I used to love to watch movies on TV. And I loved musicals,
because I am a singer, and I love music, so I was an avid fan of musicals, most
of which were stories of romance, at least in part. But then one day the Lord
woke me to the reality of what most of these musicals and other romantic movies
were about. Often the man was much older than the woman, and often he was a
jerk, an abuser, user, manipulator, who took advantage of women.
This was the picture of love I was given growing up, plus I
had a very abusive father, so that did not give me a good picture of love,
either. But I romanticized the idea of falling in love and getting married, and
these musicals were often the concept of love I was being fed into my mind. But
what I was watching, and what I was feeling, and what I was dreaming about and longing
for was not real love but a false idea of what love was.
And I know I am not alone in this, for anyone growing up in
my era, who grew up watching television, and then movies, has been fed wrong
ideas about what true love is.
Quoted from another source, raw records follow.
//! Term representation for the weft logic engine.
//!
//! This crate owns exactly the data model described by the engine's term
//! model: atomic host values, logic variables identified by a
//! process-unique handle, and finite ordered sequences of sub-terms. It
//! knows nothing about unification, binding stores, or search; those live
//! in `weft-unify` and `weft-engine` respectively, one layer up.

mod interner;
mod term;
mod value;
mod var;

pub use interner::{intern, resolve, Symbol};
pub use term::Term;
pub use value::Value;
pub use var::{Var, VarId};
use std::collections::HashMap;
use weft_ir::{Term, VarId};

/// An opaque trail position. `Bindings::mark` returns one; `Bindings::rollback`
/// consumes one. The only valid uses of a `Mark` are against the `Bindings`
/// that produced it, though nothing prevents misuse at the type level.
#[derive(Copy, Clone, Debug, PartialEq, Eq, PartialOrd, Ord)]
pub struct Mark(usize);

/// A trail-journaled map from variable handle to binding.
///
/// Absence of an entry means "unbound." Every `bind` call appends the
/// bound variable's id to the trail in insertion order, so rolling back to
/// an earlier `mark` is an O(k) pop-and-remove for the `k` bindings made
/// since, never a full-store copy.
///
/// Unlike a union-find table with rank and path compression (useful when
/// inference variables may be unioned with each other in either
/// direction), a Prolog trail never needs to re-parent a binding: once
/// `bind(v, t)` succeeds, `v` stays bound to exactly `t` until rolled
/// back. A flat map plus a journal of keys is the whole data structure.
#[derive(Default)]
pub struct Bindings {
    slots: HashMap<VarId, Term>,
    trail: Vec<VarId>,
}

impl Bindings {
    pub fn new() -> Self {
        Bindings::default()
    }

    /// Follows the binding chain from `t` to its most-resolved form:
    /// either a non-variable term, or an unbound variable. Does not
    /// allocate when `t` is already a non-`Var` term or an unbound `Var`,
    /// since both cases return directly without consulting `slots`.
    pub fn walk(&self, t: &Term) -> Term {
        let mut current = t.clone();
        loop {
            let Term::Var(v) = &current else {
                return current;
            };
            match self.slots.get(&v.id()) {
                Some(bound) => current = bound.clone(),
                None => return current,
            }
        }
    }

    /// Alias for `walk`, named to match the external-interface vocabulary
    /// (`deref`) used by host code doing introspection.
    pub fn deref(&self, t: &Term) -> Term {
        self.walk(t)
    }

    /// True if a walk starting from `var` terminates at a non-variable
    /// term.
    pub fn is_bound(&self, var: VarId) -> bool {
        match self.slots.get(&var) {
            None => false,
            Some(bound) => !matches!(self.walk(bound), Term::Var(_)),
        }
    }

    /// Binds `var` to `term`, recording the binding on the trail.
    ///
    /// Precondition: `var` must be unbound (callers always walk first).
    /// This is enforced with a debug assertion rather than silently
    /// overwriting, since a double-bind without an intervening rollback
    /// indicates a bug in the unifier, not a normal control-flow outcome.
    pub fn bind(&mut self, var: VarId, term: Term) {
        debug_assert!(
            !self.slots.contains_key(&var),
            "bind() called on an already-bound variable; the caller should have walked first"
        );
        tracing::trace!(?var, ?term, "bind");
        self.slots.insert(var, term);
        self.trail.push(var);
    }

    /// Returns the current trail length, to be paired with a later
    /// `rollback` call.
    pub fn mark(&self) -> Mark {
        Mark(self.trail.len())
    }

    /// Removes every binding made since `mark`, restoring the store to
    /// exactly its state when `mark` was taken -- regardless of what
    /// happened in between, including a partial failure mid-unification.
    pub fn rollback(&mut self, mark: Mark) {
        debug_assert!(
            mark.0 <= self.trail.len(),
            "rollback target is ahead of the current trail"
        );
        while self.trail.len() > mark.0 {
            let var = self.trail.pop().expect("trail shrunk under us");
            self.slots.remove(&var);
        }
        tracing::trace!(mark = mark.0, "rollback");
    }

    /// Debug-only contract check: a stream or combinator that claims to
    /// have restored the store to `mark` should find the trail back at
    /// that length. Engine code calls this from `Drop`/`close` paths to
    /// catch the "programming error" class of host-contract violation
    /// (spec's unbalanced bind/rollback) as early as possible.
    pub fn assert_balanced(&self, mark: Mark) {
        debug_assert_eq!(
            self.trail.len(),
            mark.0,
            "stream did not restore the trail to its creation-time mark"
        );
    }

    #[cfg(test)]
    pub(crate) fn trail_len(&self) -> usize {
        self.trail.len()
    }
}
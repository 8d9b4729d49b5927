use weft_engine::{and, fail, or, pure, unify_goal, Fault, Goal, GoalThunk, Solved, Stream};
use weft_ir::{Term, Value};
use weft_unify::{unify, Bindings, Mark};

/// Wraps a goal construction that needs to observe the current bindings
/// before it knows which stream to build -- every predicate in this
/// module is "lazy" in this sense, since its mode (which arguments are
/// bound) is only known once the store it runs against is live.
///
/// The wrapped closure runs exactly once, on the first `pull`; from then
/// on `Lazy` is a thin forwarder to whatever goal it built.
struct Lazy<F> {
    build: Option<F>,
    inner: Option<Goal>,
}

fn lazy<F>(build: F) -> Goal
where
    F: FnOnce(&mut Bindings) -> Result<Goal, Fault> + 'static,
{
    Box::new(Lazy {
        build: Some(build),
        inner: None,
    })
}

impl<F> Stream for Lazy<F>
where
    F: FnOnce(&mut Bindings) -> Result<Goal, Fault>,
{
    fn pull(&mut self, bindings: &mut Bindings) -> Result<Solved, Fault> {
        if self.inner.is_none() {
            let build = self
                .build
                .take()
                .expect("Lazy::pull called again after its goal was already built and exhausted");
            self.inner = Some(build(bindings)?);
        }
        self.inner.as_mut().expect("just built above").pull(bindings)
    }

    fn close(&mut self, bindings: &mut Bindings) {
        if let Some(mut goal) = self.inner.take() {
            goal.close(bindings);
        }
        self.build = None;
    }
}

/// A bound argument of the wrong shape is a type error; an unbound one
/// just means the predicate's mode isn't decided yet (logical failure,
/// not a fault).
fn require_int(term: &Term) -> Result<Option<i64>, Fault> {
    match term {
        Term::Var(_) => Ok(None),
        Term::Atom(Value::Int(n)) => Ok(Some(*n)),
        Term::Atom(other) => Err(Fault {
            expected: "integer",
            found: format!("{other:?}"),
        }),
        Term::Seq(_) => Err(Fault {
            expected: "integer",
            found: "sequence".to_string(),
        }),
    }
}

fn require_seq(term: &Term) -> Result<Option<Vec<Term>>, Fault> {
    match term {
        Term::Var(_) => Ok(None),
        Term::Seq(items) => Ok(Some(items.to_vec())),
        Term::Atom(v) => Err(Fault {
            expected: "sequence",
            found: format!("{v:?}"),
        }),
    }
}

/// `member(X, L)`: `L` unifies (after walk) with a sequence; yields one
/// solution per element, binding `X` to that element, left to right.
pub fn member(x: Term, l: Term) -> Goal {
    lazy(move |bindings| {
        let walked = bindings.walk(&l);
        match require_seq(&walked)? {
            Some(items) => {
                let thunks: Vec<GoalThunk> = items
                    .into_iter()
                    .map(|item| {
                        let x = x.clone();
                        let thunk: GoalThunk = Box::new(move || unify_goal(x.clone(), item.clone()));
                        thunk
                    })
                    .collect();
                Ok(or(thunks))
            }
            None => Ok(fail()),
        }
    })
}

/// `append(Xs, Ys, Zs)`: `Zs` is the concatenation of `Xs` and `Ys`.
///
/// When `Xs` and `Ys` both walk to sequences, there is exactly one
/// solution: unify `Zs` with their concatenation. Otherwise, when `Zs`
/// walks to a sequence, every split of it into a prefix/suffix pair is
/// enumerated, from the empty prefix to the full sequence.
pub fn append(xs: Term, ys: Term, zs: Term) -> Goal {
    lazy(move |bindings| {
        let wx = require_seq(&bindings.walk(&xs))?;
        let wy = require_seq(&bindings.walk(&ys))?;
        if let (Some(mut xi), Some(yi)) = (wx, wy) {
            xi.extend(yi);
            return Ok(unify_goal(zs.clone(), Term::seq(xi)));
        }

        let wz = require_seq(&bindings.walk(&zs))?;
        if let Some(items) = wz {
            let thunks: Vec<GoalThunk> = (0..=items.len())
                .map(|split| {
                    let front = Term::seq(items[..split].to_vec());
                    let back = Term::seq(items[split..].to_vec());
                    let xs = xs.clone();
                    let ys = ys.clone();
                    let thunk: GoalThunk = Box::new(move || {
                        let front = front.clone();
                        let back = back.clone();
                        let xs = xs.clone();
                        let ys = ys.clone();
                        and(vec![
                            Box::new(move || unify_goal(xs.clone(), front.clone())),
                            Box::new(move || unify_goal(ys.clone(), back.clone())),
                        ])
                    });
                    thunk
                })
                .collect();
            return Ok(or(thunks));
        }

        Ok(fail())
    })
}

/// `length(L, N)`: if `L` walks to a sequence, verify its length against
/// `N`; if `N` walks to a non-negative integer and `L` is free, generate
/// a sequence of that many fresh variables. Both free is undefined and
/// fails.
pub fn length(l: Term, n: Term) -> Goal {
    lazy(move |bindings| {
        if let Some(items) = require_seq(&bindings.walk(&l))? {
            return Ok(unify_goal(n.clone(), Term::from(items.len() as i64)));
        }
        if let Some(k) = require_int(&bindings.walk(&n))? {
            if k < 0 {
                return Ok(fail());
            }
            let items: Vec<Term> = (0..k).map(|_| Term::var(None)).collect();
            return Ok(unify_goal(l.clone(), Term::seq(items)));
        }
        Ok(fail())
    })
}

#[derive(Clone, Copy)]
enum ArithOp {
    Plus,
    Minus,
    Times,
}

/// `Z = X op Y` for `op` in `{+, -, *}`. At least two of the three
/// arguments must be bound to integers after walking; the third is
/// solved for and unified. All three bound is just a verification via
/// `unify`. Fewer than two bound is an undecidable mode and fails.
fn arith(op: ArithOp, x: Term, y: Term, z: Term) -> Goal {
    lazy(move |bindings| {
        let a = require_int(&bindings.walk(&x))?;
        let b = require_int(&bindings.walk(&y))?;
        let c = require_int(&bindings.walk(&z))?;

        let solved = match (a, b, c) {
            (Some(a), Some(b), _) => apply(op, a, b).map(|c| (z.clone(), c)),
            (Some(a), None, Some(c)) => invert_rhs(op, a, c).map(|b| (y.clone(), b)),
            (None, Some(b), Some(c)) => invert_lhs(op, b, c).map(|a| (x.clone(), a)),
            _ => None,
        };

        match solved {
            Some((target, value)) => Ok(unify_goal(target, Term::from(value))),
            None => Ok(fail()),
        }
    })
}

fn apply(op: ArithOp, a: i64, b: i64) -> Option<i64> {
    match op {
        ArithOp::Plus => a.checked_add(b),
        ArithOp::Minus => a.checked_sub(b),
        ArithOp::Times => a.checked_mul(b),
    }
}

/// Given `a op y = c`, solves for `y`.
fn invert_rhs(op: ArithOp, a: i64, c: i64) -> Option<i64> {
    match op {
        ArithOp::Plus => c.checked_sub(a),
        ArithOp::Minus => a.checked_sub(c),
        ArithOp::Times => {
            if a == 0 || c % a != 0 {
                None
            } else {
                Some(c / a)
            }
        }
    }
}

/// Given `x op b = c`, solves for `x`.
fn invert_lhs(op: ArithOp, b: i64, c: i64) -> Option<i64> {
    match op {
        ArithOp::Plus => c.checked_sub(b),
        ArithOp::Minus => c.checked_add(b),
        ArithOp::Times => {
            if b == 0 || c % b != 0 {
                None
            } else {
                Some(c / b)
            }
        }
    }
}

pub fn plus(x: Term, y: Term, z: Term) -> Goal {
    arith(ArithOp::Plus, x, y, z)
}

pub fn minus(x: Term, y: Term, z: Term) -> Goal {
    arith(ArithOp::Minus, x, y, z)
}

pub fn times(x: Term, y: Term, z: Term) -> Goal {
    arith(ArithOp::Times, x, y, z)
}

/// A stream that enumerates `current..=hi` one step per `pull`, binding
/// `x` to each value in turn. Unlike routing the same enumeration
/// through `or(Vec<GoalThunk>)`, this never materializes more than one
/// candidate ahead of the consumer -- the shape `between`'s free mode
/// needs to stay a genuinely resumable generator rather than a
/// precomputed list of alternatives, the same way `UnifyStream` stays
/// resumable for a single unification attempt.
struct RangeStream {
    x: Term,
    current: i64,
    hi: i64,
    mark: Option<Mark>,
    exhausted: bool,
}

impl Stream for RangeStream {
    fn pull(&mut self, bindings: &mut Bindings) -> Result<Solved, Fault> {
        if let Some(mark) = self.mark.take() {
            bindings.rollback(mark);
        }
        if self.exhausted || self.current > self.hi {
            self.exhausted = true;
            return Ok(Solved::Done);
        }
        let mark = bindings.mark();
        let v = self.current;
        if v == self.hi {
            self.exhausted = true;
        } else {
            self.current += 1;
        }
        let bound = unify(bindings, &self.x, &Term::from(v));
        debug_assert!(bound, "x is free by construction; unify cannot fail here");
        self.mark = Some(mark);
        Ok(Solved::Yielded)
    }

    fn close(&mut self, bindings: &mut Bindings) {
        if let Some(mark) = self.mark.take() {
            bindings.rollback(mark);
        }
        self.exhausted = true;
    }
}

/// `between(Lo, Hi, X)`: `Lo` and `Hi` must walk to integers. If `X`
/// walks to an integer, verify `Lo <= X <= Hi`; if `X` is free, enumerate
/// `Lo, Lo + 1, ..., Hi` in order (empty if `Lo > Hi`).
pub fn between(lo: Term, hi: Term, x: Term) -> Goal {
    lazy(move |bindings| {
        let (lo_v, hi_v) = match (
            require_int(&bindings.walk(&lo))?,
            require_int(&bindings.walk(&hi))?,
        ) {
            (Some(l), Some(h)) => (l, h),
            _ => return Ok(fail()),
        };

        match require_int(&bindings.walk(&x))? {
            Some(k) => Ok(pure(lo_v <= k && k <= hi_v)),
            None => Ok(Box::new(RangeStream {
                x: x.clone(),
                current: lo_v,
                hi: hi_v,
                mark: None,
                exhausted: false,
            })),
        }
    })
}

fn compare(op: fn(i64, i64) -> bool, x: Term, y: Term) -> Goal {
    lazy(move |bindings| {
        match (
            require_int(&bindings.walk(&x))?,
            require_int(&bindings.walk(&y))?,
        ) {
            (Some(a), Some(b)) => Ok(pure(op(a, b))),
            _ => Ok(fail()),
        }
    })
}

pub fn gt(x: Term, y: Term) -> Goal {
    compare(|a, b| a > b, x, y)
}

pub fn lt(x: Term, y: Term) -> Goal {
    compare(|a, b| a < b, x, y)
}

pub fn gte(x: Term, y: Term) -> Goal {
    compare(|a, b| a >= b, x, y)
}

pub fn lte(x: Term, y: Term) -> Goal {
    compare(|a, b| a <= b, x, y)
}

#[cfg(test)]
mod tests {
    use super::*;

    fn solutions(mut goal: Goal, x: &Term, b: &mut Bindings) -> Vec<i64> {
        let mut out = Vec::new();
        while goal.pull(b).expect("no type error expected") == Solved::Yielded {
            out.push(b.walk(x).as_int().expect("integer result"));
        }
        out
    }

    #[test]
    fn member_enumerates_left_to_right() {
        let mut b = Bindings::new();
        let x = Term::var(Some("X"));
        let l = Term::seq([Term::from(1), Term::from(2), Term::from(3)]);
        let got = solutions(member(x.clone(), l), &x, &mut b);
        assert_eq!(got, vec![1, 2, 3]);
    }

    #[test]
    fn member_against_non_sequence_fails_silently() {
        let mut b = Bindings::new();
        let x = Term::var(Some("X"));
        let mut goal = member(x, Term::from(5));
        assert_eq!(goal.pull(&mut b), Ok(Solved::Done));
    }

    #[test]
    fn append_forward_mode_concatenates() {
        let mut b = Bindings::new();
        let zs = Term::var(Some("Zs"));
        let xs = Term::seq([Term::from(1), Term::from(2)]);
        let ys = Term::seq([Term::from(3)]);
        let mut goal = append(xs, ys, zs.clone());
        assert_eq!(goal.pull(&mut b), Ok(Solved::Yielded));
        assert_eq!(
            b.walk(&zs),
            Term::seq([Term::from(1), Term::from(2), Term::from(3)])
        );
        assert_eq!(goal.pull(&mut b), Ok(Solved::Done));
    }

    #[test]
    fn append_backward_mode_enumerates_all_splits() {
        let mut b = Bindings::new();
        let xs = Term::var(Some("Xs"));
        let ys = Term::var(Some("Ys"));
        let zs = Term::seq([Term::from(1), Term::from(2)]);
        let mut goal = append(xs.clone(), ys.clone(), zs);

        let mut splits = Vec::new();
        while goal.pull(&mut b).unwrap() == Solved::Yielded {
            splits.push((b.walk(&xs), b.walk(&ys)));
        }
        assert_eq!(
            splits,
            vec![
                (Term::nil(), Term::seq([Term::from(1), Term::from(2)])),
                (Term::seq([Term::from(1)]), Term::seq([Term::from(2)])),
                (Term::seq([Term::from(1), Term::from(2)]), Term::nil()),
            ]
        );
    }

    #[test]
    fn length_verifies_bound_sequence() {
        let mut b = Bindings::new();
        let l = Term::seq([Term::from(1), Term::from(2)]);
        let mut goal = length(l, Term::from(2));
        assert_eq!(goal.pull(&mut b), Ok(Solved::Yielded));
    }

    #[test]
    fn length_generates_fresh_sequence_from_free_list() {
        let mut b = Bindings::new();
        let l = Term::var(Some("L"));
        let mut goal = length(l.clone(), Term::from(3));
        assert_eq!(goal.pull(&mut b), Ok(Solved::Yielded));
        let items = b.walk(&l);
        assert_eq!(items.as_seq().unwrap().len(), 3);
    }

    #[test]
    fn plus_solves_for_missing_argument() {
        let mut b = Bindings::new();
        let y = Term::var(Some("Y"));
        let mut goal = plus(Term::from(2), y.clone(), Term::from(5));
        assert_eq!(goal.pull(&mut b), Ok(Solved::Yielded));
        assert_eq!(b.walk(&y), Term::from(3));
    }

    #[test]
    fn times_rejects_indivisible_quotient() {
        let mut b = Bindings::new();
        let y = Term::var(Some("Y"));
        let mut goal = times(Term::from(3), y, Term::from(7));
        assert_eq!(goal.pull(&mut b), Ok(Solved::Done));
    }

    #[test]
    fn between_generates_inclusive_range() {
        let mut b = Bindings::new();
        let x = Term::var(Some("X"));
        let got = solutions(between(Term::from(1), Term::from(3), x.clone()), &x, &mut b);
        assert_eq!(got, vec![1, 2, 3]);
    }

    #[test]
    fn between_is_empty_when_lo_exceeds_hi() {
        let mut b = Bindings::new();
        let x = Term::var(Some("X"));
        let mut goal = between(Term::from(5), Term::from(1), x);
        assert_eq!(goal.pull(&mut b), Ok(Solved::Done));
    }

    #[test]
    fn comparisons_require_both_sides_bound() {
        let mut b = Bindings::new();
        let x = Term::var(Some("X"));
        let mut goal = gt(x, Term::from(1));
        assert_eq!(goal.pull(&mut b), Ok(Solved::Done));
    }

    #[test]
    fn comparison_against_non_integer_is_a_type_error() {
        let mut b = Bindings::new();
        let mut goal = gt(Term::from("not a number"), Term::from(1));
        assert!(goal.pull(&mut b).is_err());
    }
}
And Valentine’s Day, I believe, just helps to
perpetuate those wrong ideas of what love is really all about. For if you are a
user and an abuser, and if you cheat on your spouse, and then lie about it, it
isn’t love if you then buy your spouse a card, gifts, and flowers.
So, what is romance? It primarily is based in our feelings,
in our emotions, and often, too, in sensuality and in sexual desire. It
involves the lusts of the flesh. For it is based in what makes us feel good
emotionally and/or physically. It is about passion. It is about mushy-gushy
warm and fuzzy feelings which tingle our emotions and our bodies. And it is a
fairy-tale concept of what love is, something which is based on circumstances,
too.
But romance will not hold a marriage together or keep a
spouse from wandering off to “other lovers.” For our feelings fluctuate, as do
our circumstances, so if you are wanting romance and that tingling feeling we
get inside us when we “fall in love,” and that is what you seek after, thinking
that is “love,” then chances are that you will not be faithful to your
marriage, because marriage is tough, and romance is very temporary.
What Love Is
When Jesus commanded us to love one another, he wasn’t
talking about our feelings or our emotions, although certainly they are
involved, but what he was talking about was self-sacrifice, holiness,
faithfulness, honesty, moral purity, and godliness, which are not based in how
we feel, but which are based in doing what is right even when our emotions tell
us the opposite. For to love is to prefer what God prefers and it is to walk in
those choices.
So, what does this love look like? Again, it is doing what
is the right thing to do even when we don’t feel like doing it. It is a mother
of young children taking care of her sick children when she is sick herself
with a high fever. She hears them vomiting in the night, and so she gets up out
of her sick bed to go take care of her children, to clean up the vomit, and to
take off the yucky bedding and to put clean bedding on the sick child’s bed.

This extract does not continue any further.